The metadata repository type. Defaults to INDEX for Designer VDBs and NATIVE for non-Designer VDB source models. For all other deployments/models a value must be specified. Built-in types include DDL, NATIVE, INDEX, and DDL-FILE. The usage of the raw text varies with the by type. NATIVE and INDEX (only for Designer VDBs) metadata repositories do not use the raw text. The raw text for DDL is expected to be be a series of DDL statements that define the schema. Note that, since <model> element means schema, you only use linke:DDL_Metadata.adoc[Schema Object DDL]. Rest of DDL statements can NOT be used in the artifact mode, as those constructs are defined by the XML file. Like <Model> element is similar to "CREATE SCHEMA …​". Due to backwards compatibility Teiid supports both modes as both have their advantages.

DDL-FILE (used only with zip deployments) is similar to DDL, except that the raw text specifies an absolute path relative to the vdb root of the location of a file containing the DDL. See Metadata Repositories for more information and examples

Translator Element

Attributes

  • name

The name of the the Translator. Referenced by the source element.

  • type

The base type of the Translator. Can be one of the built-in types (ws, file, ldap, oracle, sqlserver, db2, derby, etc.).

Property Elements

  • Set a value that overrides a translator default property. See possible property name/values in the Translator specific section.

VDB Reuse

VDBs may reuse other VDBs deployed in the same server instance by using an "import-vdb" declaration.  An imported VDB can have it’s tables and procedures referenced by views and procedures in the importing VDB as if they are part of the VDB.  Imported VDBs are required to exist before an importing VDB may start.  If an imported VDB is undeployed, then any importing VDB will be stopped.
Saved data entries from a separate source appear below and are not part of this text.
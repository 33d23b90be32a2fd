//! Strata command-line interface.
//!
//! Run layered redistribution jobs from TOML configuration files:
//! ```sh
//! strata-cli run job.toml --output report.json
//! strata-cli validate job.toml
//! strata-cli plan job.toml
//! ```

mod config;
mod matrices;
mod mtx;
mod runner;

use clap::{Parser, Subcommand};
use std::path::PathBuf;

#[derive(Parser)]
#[command(name = "strata-cli")]
#[command(about = "Strata: layered-grid redistribution and equilibration")]
#[command(version)]
struct Cli {
    #[command(subcommand)]
    command: Commands,
}

#[derive(Subcommand)]
enum Commands {
    /// Gather, equilibrate and scatter on an in-process thread grid.
    Run {
        /// Path to the job configuration file.
        config: PathBuf,
        /// JSON report path (overrides config file setting).
        #[arg(short, long)]
        output: Option<PathBuf>,
    },
    /// Validate a configuration file and load its matrix without running.
    Validate {
        /// Path to the job configuration file.
        config: PathBuf,
    },
    /// Print the per-layer counts each depth column would consolidate.
    Plan {
        /// Path to the job configuration file.
        config: PathBuf,
    },
}

fn main() -> anyhow::Result<()> {
    env_logger::init();
    let cli = Cli::parse();

    match cli.command {
        Commands::Run { config, output } => {
            println!("Strata layered redistribution");
            println!("=============================");
            let job = config::load_config(&config)?;
            println!("Configuration: {}", config.display());

            let report = runner::run_job(&job)?;
            runner::print_summary(&report);

            if let Some(path) = output.or_else(|| job.output.report.clone()) {
                runner::write_report(&report, &path)?;
            }
            if !report.round_trip {
                anyhow::bail!("Right-hand side did not survive the gather/scatter round trip");
            }
            Ok(())
        }
        Commands::Validate { config } => {
            let job = config::load_config(&config)?;
            let a = matrices::build_matrix(&job.matrix)?;
            println!(
                "Configuration is valid: {} ({} x {} matrix, {} processes)",
                config.display(),
                a.nrow(),
                a.ncol(),
                job.grid.nprocs()
            );
            Ok(())
        }
        Commands::Plan { config } => {
            let job = config::load_config(&config)?;
            let columns = runner::plan_job(&job)?;
            println!(
                "Layer plan for a {} x {} x {} grid:",
                job.grid.nprow, job.grid.npcol, job.grid.npdep
            );
            runner::print_columns(&columns);
            Ok(())
        }
    }
}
An imported VDB includes all of its models and may not conflict with any model, data policy, or source already defined in the importing VDB.  Once a VDB is imported it is mostly operationally independent from the base VDB.  Only cost related metadata may be updated for an object from an imported VDB in the scope of the importing VDB.  All other updates must be made through the original VDB, but they will be visible in all imported VDBs.  Even materialized views are separately maintained for an imported VDB in the scope of each importing VDB.

Example reuse VDB XML
<vdb name="reuse" version="1">

    <property name="imported-model.visible" value="false"/>

    <import-vdb name="common" version="1" import-data-policies="false"/>

    <model visible="true" type="VIRTUAL" name="new-model">
         <metadata type = "DDL"><![CDATA[
              CREATE VIEW x (
                y varchar
                ) AS
                  select * from imported-model.tbl;
         ]]>
         </metadata>
    </model>
</vdb>

In the above example the reuse VDB will have access to all of the models defined in the common VDB and adds in the "new-model". The visibility of imported models may be overridden via boolean vdb properties using the key model.visible - shown above as imported-model.visible with a value of false.